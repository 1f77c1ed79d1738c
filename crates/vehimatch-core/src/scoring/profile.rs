use std::collections::HashSet;

use serde::{Deserialize, Serialize};
use tracing::warn;

use crate::error::{MatchError, Result};

use super::field::Field;

/// Default field weights.
pub const WEIGHT_MAKE: u32 = 3;
pub const WEIGHT_MODEL: u32 = 2;
pub const WEIGHT_BADGE: u32 = 2;
pub const WEIGHT_TRANSMISSION_TYPE: u32 = 1;
pub const WEIGHT_FUEL_TYPE: u32 = 1;
pub const WEIGHT_DRIVE_TYPE: u32 = 1;

/// Confidence values are expressed on a `0..=CONFIDENCE_SCALE` scale.
pub const CONFIDENCE_SCALE: u32 = 10;

/// One entry of a [`FieldWeightTable`].
#[derive(Debug, Clone, Copy, PartialEq, Eq, Serialize, Deserialize)]
pub struct FieldWeight {
    pub field: Field,
    pub weight: u32,
}

/// Ordered mapping from field to the points it awards when it matches.
#[derive(Debug, Clone, PartialEq, Eq, Serialize, Deserialize)]
#[serde(transparent)]
pub struct FieldWeightTable {
    entries: Vec<FieldWeight>,
}

impl Default for FieldWeightTable {
    fn default() -> Self {
        Self {
            entries: vec![
                FieldWeight { field: Field::Make, weight: WEIGHT_MAKE },
                FieldWeight { field: Field::Model, weight: WEIGHT_MODEL },
                FieldWeight { field: Field::Badge, weight: WEIGHT_BADGE },
                FieldWeight { field: Field::TransmissionType, weight: WEIGHT_TRANSMISSION_TYPE },
                FieldWeight { field: Field::FuelType, weight: WEIGHT_FUEL_TYPE },
                FieldWeight { field: Field::DriveType, weight: WEIGHT_DRIVE_TYPE },
            ],
        }
    }
}

impl FieldWeightTable {
    /// Builds a table from `(field name, weight)` pairs, keeping their order.
    ///
    /// # Errors
    ///
    /// Returns `MatchError::UnknownField` for a name that is not a vehicle
    /// attribute and `MatchError::DuplicateField` for a repeated field.
    pub fn from_pairs<'a, I>(pairs: I) -> Result<Self>
    where
        I: IntoIterator<Item = (&'a str, u32)>,
    {
        let entries = pairs
            .into_iter()
            .map(|(name, weight)| -> Result<FieldWeight> {
                Ok(FieldWeight { field: name.parse()?, weight })
            })
            .collect::<Result<Vec<_>>>()?;
        let table = Self { entries };
        table.check_unique()?;
        Ok(table)
    }

    /// Iterates the entries in table order.
    pub fn iter(&self) -> impl Iterator<Item = &FieldWeight> {
        self.entries.iter()
    }

    /// Weight of `field`, if it is in the table.
    #[must_use]
    pub fn weight(&self, field: Field) -> Option<u32> {
        self.entries.iter().find(|e| e.field == field).map(|e| e.weight)
    }

    /// Sum of all weights; the denominator of the confidence scale.
    ///
    /// Saturates at `u32::MAX`; [`MatcherConfig::validate`] rejects tables
    /// that get there.
    #[must_use]
    pub fn total(&self) -> u32 {
        self.checked_total().unwrap_or(u32::MAX)
    }

    /// Sum of all weights, or `None` on overflow.
    #[must_use]
    pub fn checked_total(&self) -> Option<u32> {
        self.entries
            .iter()
            .try_fold(0u32, |total, e| total.checked_add(e.weight))
    }

    #[must_use]
    pub fn is_empty(&self) -> bool {
        self.entries.is_empty()
    }

    fn check_unique(&self) -> Result<()> {
        let mut seen = HashSet::new();
        for entry in &self.entries {
            if !seen.insert(entry.field) {
                return Err(MatchError::DuplicateField(entry.field.to_string()));
            }
        }
        Ok(())
    }
}

/// Immutable scoring configuration handed to a [`Matcher`](crate::Matcher).
#[derive(Debug, Clone, PartialEq, Eq, Serialize, Deserialize)]
pub struct MatcherConfig {
    /// Points per matched field.
    #[serde(default)]
    pub weights: FieldWeightTable,
    /// Fields compared by whole-word intersection instead of containment.
    #[serde(default = "default_partial_fields")]
    pub partial_fields: Vec<Field>,
}

fn default_partial_fields() -> Vec<Field> {
    vec![Field::Badge]
}

impl Default for MatcherConfig {
    fn default() -> Self {
        Self {
            weights: FieldWeightTable::default(),
            partial_fields: default_partial_fields(),
        }
    }
}

impl MatcherConfig {
    /// Create a configuration with the default weights.
    pub fn new() -> Self {
        Self::default()
    }

    /// Replace the weight table.
    pub fn with_weights(mut self, weights: FieldWeightTable) -> Self {
        self.weights = weights;
        self
    }

    /// Replace the set of partial-match fields.
    pub fn with_partial_fields(mut self, fields: impl IntoIterator<Item = Field>) -> Self {
        self.partial_fields = fields.into_iter().collect();
        self
    }

    /// Decodes and validates a JSON configuration.
    ///
    /// ```
    /// use vehimatch_core::MatcherConfig;
    ///
    /// let config = MatcherConfig::from_json(
    ///     r#"{"weights":[{"field":"make","weight":5},{"field":"model","weight":5}],"partial_fields":[]}"#,
    /// ).unwrap();
    /// assert_eq!(config.weights.total(), 10);
    /// ```
    ///
    /// # Errors
    ///
    /// Returns `MatchError::InvalidConfig` when the JSON is malformed or names
    /// an unknown field, or any error from [`MatcherConfig::validate`].
    pub fn from_json(json: &str) -> Result<Self> {
        let config: Self = serde_json::from_str(json)?;
        config.validate()?;
        Ok(config)
    }

    /// Checks that every weighted field is unique, that every partial-match
    /// field is weighted and that the weights sum without overflow.
    ///
    /// A table whose weights sum to zero is accepted; every confidence it
    /// produces is 0.
    ///
    /// # Errors
    ///
    /// Returns `MatchError::DuplicateField`, `MatchError::PartialFieldNotWeighted`
    /// or `MatchError::WeightOverflow`.
    pub fn validate(&self) -> Result<()> {
        self.weights.check_unique()?;

        for field in &self.partial_fields {
            if self.weights.weight(*field).is_none() {
                return Err(MatchError::PartialFieldNotWeighted(field.to_string()));
            }
        }

        let total = self.weights.checked_total().ok_or(MatchError::WeightOverflow)?;
        if total == 0 {
            warn!("matcher weights sum to zero; every confidence will be 0");
        }
        Ok(())
    }

    /// Returns `true` if `field` uses whole-word matching.
    #[must_use]
    pub fn is_partial(&self, field: Field) -> bool {
        self.partial_fields.contains(&field)
    }
}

--- --- ---

Try it :: Start at the first line of the material and transcribe each line exactly, stopping once the line containing "Field::Make, weight: WEIGHT_MAKE" has been written.

Task solution ::
repository 1f77c1ed79d1738c
filename crates/vehimatch-core/src/scoring/profile.rs
use std::collections::HashSet;

use serde::{Deserialize, Serialize};
use tracing::warn;

use crate::error::{MatchError, Result};

use super::field::Field;

/// Default field weights.
pub const WEIGHT_MAKE: u32 = 3;
pub const WEIGHT_MODEL: u32 = 2;
pub const WEIGHT_BADGE: u32 = 2;
pub const WEIGHT_TRANSMISSION_TYPE: u32 = 1;
pub const WEIGHT_FUEL_TYPE: u32 = 1;
pub const WEIGHT_DRIVE_TYPE: u32 = 1;

/// Confidence values are expressed on a `0..=CONFIDENCE_SCALE` scale.
pub const CONFIDENCE_SCALE: u32 = 10;

/// One entry of a [`FieldWeightTable`].
#[derive(Debug, Clone, Copy, PartialEq, Eq, Serialize, Deserialize)]
pub struct FieldWeight {
    pub field: Field,
    pub weight: u32,
}

/// Ordered mapping from field to the points it awards when it matches.
#[derive(Debug, Clone, PartialEq, Eq, Serialize, Deserialize)]
#[serde(transparent)]
pub struct FieldWeightTable {
    entries: Vec<FieldWeight>,
}

impl Default for FieldWeightTable {
    fn default() -> Self {
        Self {
            entries: vec![
                FieldWeight { field: Field::Make, weight: WEIGHT_MAKE },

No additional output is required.